▶ [Exercise details] Reproduce, please, only the lines from the first line below to the line containing "pub enum Security", inclusive.

▶ [Extracted entries]
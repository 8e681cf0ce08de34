//! Server configuration.

use std::net::IpAddr;
use std::time::Duration;

/// The TLS posture of one listening port (spec.md §6 "Three port
/// personalities").
#[derive(Debug, Clone, Copy, PartialEq, Eq)]
pub enum Security {
    /// No encryption; `STARTTLS` is offered where the protocol supports it.
    Plain,
    /// TLS handshake required before any protocol byte (port 465/993).
    Implicit,
    /// First-byte ClientHello sniff: TLS if the connection opens with a TLS
    /// record header, plain otherwise (SMTP submission port 587).
    Dual,
}

/// One TCP listener: an address, port, and the security posture to apply
/// to connections accepted on it.
#[derive(Debug, Clone)]
pub struct ListenerConfig {
    /// Bind address, e.g. `"0.0.0.0"`.
    pub bind_address: String,
    /// Bind port.
    pub port: u16,
    /// Security posture for this port.
    pub security: Security,
}

/// Top-level server configuration, deserializable from a TOML file and
/// overridable from CLI flags in the binary crate.
#[derive(Debug, Clone)]
pub struct ServerConfig {
    /// Hostname advertised in SMTP banners/EHLO and IMAP greetings.
    pub hostname: String,
    /// Domains for which mail is delivered locally rather than relayed.
    pub local_domains: Vec<String>,
    /// SMTP listeners.
    pub smtp_listeners: Vec<ListenerConfig>,
    /// IMAP listeners.
    pub imap_listeners: Vec<ListenerConfig>,
    /// Path to a PEM certificate chain, required if any listener uses
    /// `Implicit` or `Dual` security, or if `STARTTLS` should be offered.
    pub tls_cert_path: Option<String>,
    /// Path to the PEM private key matching `tls_cert_path`.
    pub tls_key_path: Option<String>,
    /// Maximum command line length, in bytes, before `LineTooLong`.
    pub max_line_len: usize,
    /// Maximum accepted message size, in bytes (SMTP `SIZE` extension,
    /// APPEND literal size).
    pub max_message_size: u64,
    /// Delay before the SMTP dual-mode port emits its banner if neither
    /// `TLS_ESTABLISHED` nor `PLAINTEXT_DETECTED` has fired yet.
    pub dual_port_banner_delay: Duration,
    /// Idle timeout after which an SMTP connection is closed. Defaults to 5
    /// minutes (spec.md §5).
    pub io_timeout: Duration,
    /// Idle timeout after which an IMAP connection is closed. Defaults to 30
    /// minutes (spec.md §5) — IMAP clients routinely sit idle between polls,
    /// so it carries a much longer grace period than SMTP's transactional
    /// `io_timeout`.
    pub imap_io_timeout: Duration,
    /// Remote IPs allowed to relay mail to non-local domains without
    /// authenticating (spec.md §4.4/§6).
    pub trusted_relay_ips: Vec<IpAddr>,
    /// `AUTH` failures allowed before the SMTP session is dropped with
    /// `421` (spec.md §4.4 "AUTH failure tarpit").
    pub max_auth_failures: u32,
    /// Delay applied to a negative `AUTH` response, to slow credential
    /// stuffing.
    pub auth_tarpit_delay: Duration,
    /// Maximum `RCPT TO` recipients accepted per mail transaction.
    pub max_recipients: usize,
}

impl ServerConfig {
    /// Creates a configuration builder seeded with the given hostname.
    #[must_use]
    pub fn builder(hostname: impl Into<String>) -> ServerConfigBuilder {
        ServerConfigBuilder::new(hostname)
    }
}

/// Builder for [`ServerConfig`], mirroring the defaults spec.md §6 assigns
/// to each standard port.
#[derive(Debug, Clone)]
pub struct ServerConfigBuilder {
    hostname: String,
    local_domains: Vec<String>,
    smtp_listeners: Vec<ListenerConfig>,
    imap_listeners: Vec<ListenerConfig>,
    tls_cert_path: Option<String>,
    tls_key_path: Option<String>,
    max_line_len: usize,
    max_message_size: u64,
    dual_port_banner_delay: Duration,
    io_timeout: Duration,
    imap_io_timeout: Duration,
    trusted_relay_ips: Vec<IpAddr>,
    max_auth_failures: u32,
    auth_tarpit_delay: Duration,
    max_recipients: usize,
}

impl ServerConfigBuilder {
    /// Creates a new builder. Defaults to the standard port set (SMTP
    /// 25/587/465, IMAP 143/993) bound on all interfaces.
    #[must_use]
    pub fn new(hostname: impl Into<String>) -> Self {
        Self {
            hostname: hostname.into(),
            local_domains: Vec::new(),
            smtp_listeners: vec![
                ListenerConfig { bind_address: "0.0.0.0".to_string(), port: 25, security: Security::Plain },
                ListenerConfig { bind_address: "0.0.0.0".to_string(), port: 587, security: Security::Dual },
                ListenerConfig { bind_address: "0.0.0.0".to_string(), port: 465, security: Security::Implicit },
            ],
            imap_listeners: vec![
                ListenerConfig { bind_address: "0.0.0.0".to_string(), port: 143, security: Security::Plain },
                ListenerConfig { bind_address: "0.0.0.0".to_string(), port: 993, security: Security::Implicit },
            ],
            tls_cert_path: None,
            tls_key_path: None,
            max_line_len: 8192,
            max_message_size: 25 * 1024 * 1024,
            dual_port_banner_delay: Duration::from_millis(300),
            io_timeout: Duration::from_secs(300),
            imap_io_timeout: Duration::from_secs(1800),
            trusted_relay_ips: Vec::new(),
            max_auth_failures: 5,
            auth_tarpit_delay: Duration::from_secs(3),
            max_recipients: 100,
        }
    }

    /// Sets the domains delivered locally.
    #[must_use]
    pub fn local_domains(mut self, domains: Vec<String>) -> Self {
        self.local_domains = domains;
        self
    }

    /// Replaces the SMTP listener set.
    #[must_use]
    pub fn smtp_listeners(mut self, listeners: Vec<ListenerConfig>) -> Self {
        self.smtp_listeners = listeners;
        self
    }

    /// Replaces the IMAP listener set.
    #[must_use]
    pub fn imap_listeners(mut self, listeners: Vec<ListenerConfig>) -> Self {
        self.imap_listeners = listeners;
        self
    }

    /// Sets the TLS certificate and key paths.
    #[must_use]
    pub fn tls(mut self, cert_path: impl Into<String>, key_path: impl Into<String>) -> Self {
        self.tls_cert_path = Some(cert_path.into());
        self.tls_key_path = Some(key_path.into());
        self
    }

    /// Sets the maximum command line length.
    #[must_use]
    pub const fn max_line_len(mut self, len: usize) -> Self {
        self.max_line_len = len;
        self
    }

    /// Sets the maximum accepted message size.
    #[must_use]
    pub const fn max_message_size(mut self, size: u64) -> Self {
        self.max_message_size = size;
        self
    }

    /// Sets the dual-port banner delay.
    #[must_use]
    pub const fn dual_port_banner_delay(mut self, delay: Duration) -> Self {
        self.dual_port_banner_delay = delay;
        self
    }

    /// Sets the SMTP idle I/O timeout.
    #[must_use]
    pub const fn io_timeout(mut self, timeout: Duration) -> Self {
        self.io_timeout = timeout;
        self
    }

    /// Sets the IMAP idle I/O timeout.
    #[must_use]
    pub const fn imap_io_timeout(mut self, timeout: Duration) -> Self {
        self.imap_io_timeout = timeout;
        self
    }

    /// Sets the remote IPs allowed to relay without authenticating.
    #[must_use]
    pub fn trusted_relay_ips(mut self, ips: Vec<IpAddr>) -> Self {
        self.trusted_relay_ips = ips;
        self
    }

    /// Sets the `AUTH` failure count that drops the session with `421`.
    #[must_use]
    pub const fn max_auth_failures(mut self, n: u32) -> Self {
        self.max_auth_failures = n;
        self
    }

    /// Sets the delay applied to a negative `AUTH` response.
    #[must_use]
    pub const fn auth_tarpit_delay(mut self, delay: Duration) -> Self {
        self.auth_tarpit_delay = delay;
        self
    }

    /// Sets the maximum `RCPT TO` recipients per transaction.
    #[must_use]
    pub const fn max_recipients(mut self, n: usize) -> Self {
        self.max_recipients = n;
        self
    }

    /// Builds the configuration.
    #[must_use]
    pub fn build(self) -> ServerConfig {
        ServerConfig {
            hostname: self.hostname,
            local_domains: self.local_domains,
            smtp_listeners: self.smtp_listeners,
            imap_listeners: self.imap_listeners,
            tls_cert_path: self.tls_cert_path,
            tls_key_path: self.tls_key_path,
            max_line_len: self.max_line_len,
            max_message_size: self.max_message_size,
            dual_port_banner_delay: self.dual_port_banner_delay,
            io_timeout: self.io_timeout,
            imap_io_timeout: self.imap_io_timeout,
            trusted_relay_ips: self.trusted_relay_ips,
            max_auth_failures: self.max_auth_failures,
            auth_tarpit_delay: self.auth_tarpit_delay,
            max_recipients: self.max_recipients,
        }
    }
}

/// The file shape for [`ServerConfig`] loaded via `toml` (see the binary's
/// `main.rs`). Kept separate from [`ServerConfig`] so the on-disk schema
/// can evolve independently of the in-memory type and its `Duration`
/// fields.
#[derive(Debug, Clone, serde::Deserialize)]
pub struct ConfigFile {
    /// See [`ServerConfig::hostname`].
    pub hostname: String,
    /// See [`ServerConfig::local_domains`].
    #[serde(default)]
    pub local_domains: Vec<String>,
    /// See [`ServerConfig::tls_cert_path`].
    pub tls_cert_path: Option<String>,
    /// See [`ServerConfig::tls_key_path`].
    pub tls_key_path: Option<String>,
    /// See [`ServerConfig::max_line_len`]. Defaults to 8192 if absent.
    pub max_line_len: Option<usize>,
    /// See [`ServerConfig::max_message_size`]. Defaults to 25 MiB if absent.
    pub max_message_size: Option<u64>,
    /// See [`ServerConfig::trusted_relay_ips`].
    #[serde(default)]
    pub trusted_relay_ips: Vec<IpAddr>,
    /// See [`ServerConfig::max_auth_failures`]. Defaults to 5 if absent.
    pub max_auth_failures: Option<u32>,
    /// See [`ServerConfig::auth_tarpit_delay`], in milliseconds. Defaults to
    /// 3000 if absent.
    pub auth_tarpit_delay_ms: Option<u64>,
    /// See [`ServerConfig::max_recipients`]. Defaults to 100 if absent.
    pub max_recipients: Option<usize>,
    /// See [`ServerConfig::imap_io_timeout`], in seconds. Defaults to 1800
    /// (30 minutes) if absent.
    pub imap_io_timeout_secs: Option<u64>,
}

impl ConfigFile {
    /// Applies the loaded file on top of the standard port-set defaults.
    #[must_use]
    pub fn into_server_config(self) -> ServerConfig {
        let mut builder = ServerConfig::builder(self.hostname).local_domains(self.local_domains);
        if let (Some(cert), Some(key)) = (self.tls_cert_path.clone(), self.tls_key_path.clone()) {
            builder = builder.tls(cert, key);
        }
        if let Some(len) = self.max_line_len {
            builder = builder.max_line_len(len);
        }
        if let Some(size) = self.max_message_size {
            builder = builder.max_message_size(size);
        }
        if !self.trusted_relay_ips.is_empty() {
            builder = builder.trusted_relay_ips(self.trusted_relay_ips);
        }
        if let Some(n) = self.max_auth_failures {
            builder = builder.max_auth_failures(n);
        }
        if let Some(ms) = self.auth_tarpit_delay_ms {
            builder = builder.auth_tarpit_delay(Duration::from_millis(ms));
        }
        if let Some(n) = self.max_recipients {
            builder = builder.max_recipients(n);
        }
        if let Some(secs) = self.imap_io_timeout_secs {
            builder = builder.imap_io_timeout(Duration::from_secs(secs));
        }
        builder.build()
    }
}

▶ [Solution for this problem]
repository 8e681cf0ce08de34
//! Server configuration.

use std::net::IpAddr;
use std::time::Duration;

/// The TLS posture of one listening port (spec.md §6 "Three port
/// personalities").
#[derive(Debug, Clone, Copy, PartialEq, Eq)]
pub enum Security {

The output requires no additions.